Calling a spade a spade is not exactly the style of writing that would earn one plenty of fans. Indeed, Marine Café Blog has elicited some harsh reactions over the last seven years. Some of the harshest have come from Filipino readers, which makes me feel like an exile in my own country – like the Buddhist priest depicted in Tsukioka Yoshitoshi‘s 1882 woodblock print “Nichiren in Exile at Sado” (shown above).

I remember once writing about why Philippine shipbuilding is a mirage. I noted that the country did not have a shipbuilding industry, only a “shipyard employment industry.” Although factual, the article prompted one Filipino woman to comment angrily: “You talk the talk, but can’t walk the walk.” I didn’t understand what she meant exactly. However, I would quickly find out that she was employed in a shipyard in Cebu province controlled by Keppel of Singapore. That explained her somewhat irrational reaction.
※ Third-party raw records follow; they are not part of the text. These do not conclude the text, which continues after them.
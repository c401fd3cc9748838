//! Rate limiting utilities
//!
//! Transport-level flood protection for raw inbound frames. The chat
//! engine's fixed-window limiter is separate and lives in `world::chat`;
//! this one sits in front of message parsing and silently drops floods.

use governor::{
    clock::DefaultClock,
    state::{InMemoryState, NotKeyed},
    Quota, RateLimiter,
};
use std::num::NonZeroU32;
use std::sync::Arc;

/// Rate limiter type alias
pub type Limiter = RateLimiter<NotKeyed, InMemoryState, DefaultClock>;

/// Create a rate limiter with the specified requests per second
pub fn create_limiter(requests_per_second: u32) -> Arc<Limiter> {
    let quota = Quota::per_second(NonZeroU32::new(requests_per_second).unwrap_or(NonZeroU32::MIN));
    Arc::new(RateLimiter::direct(quota))
}

/// Frame cap per connection. Sized well above legitimate traffic: a football
/// client streaming position at 60 Hz must pass untouched.
pub const FRAME_RATE_LIMIT: u32 = 120;

/// Per-connection frame limiter
#[derive(Clone)]
pub struct SocketRateLimiter {
    frame_limiter: Arc<Limiter>,
}

impl SocketRateLimiter {
    pub fn new() -> Self {
        Self {
            frame_limiter: create_limiter(FRAME_RATE_LIMIT),
        }
    }

    /// Check if an inbound frame is allowed (returns true if allowed)
    pub fn check_frame(&self) -> bool {
        self.frame_limiter.check().is_ok()
    }
}

impl Default for SocketRateLimiter {
    fn default() -> Self {
        Self::new()
    }
}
If it’s not denigrating remarks, it is grudging admiration or silence from the blog’s local readers. I have stopped being surprised. Self-reflection is alien to the average Filipino. That is why some maritime folks in Manila cannot stand what they see in the mirror when it is held up to them. Marine Café Blog has been precisely that – a mirror.

Ironically, words of encouragement or praise have mostly come from non-Filipinos. I feel heartened whenever I recall a comment made by Reid Sprague, an American old salt: “Thanks for your great content and unvarnished view of our industry! You’re an essential part of my day: ‘What does BU think?’ And it’s always thought-provoking.”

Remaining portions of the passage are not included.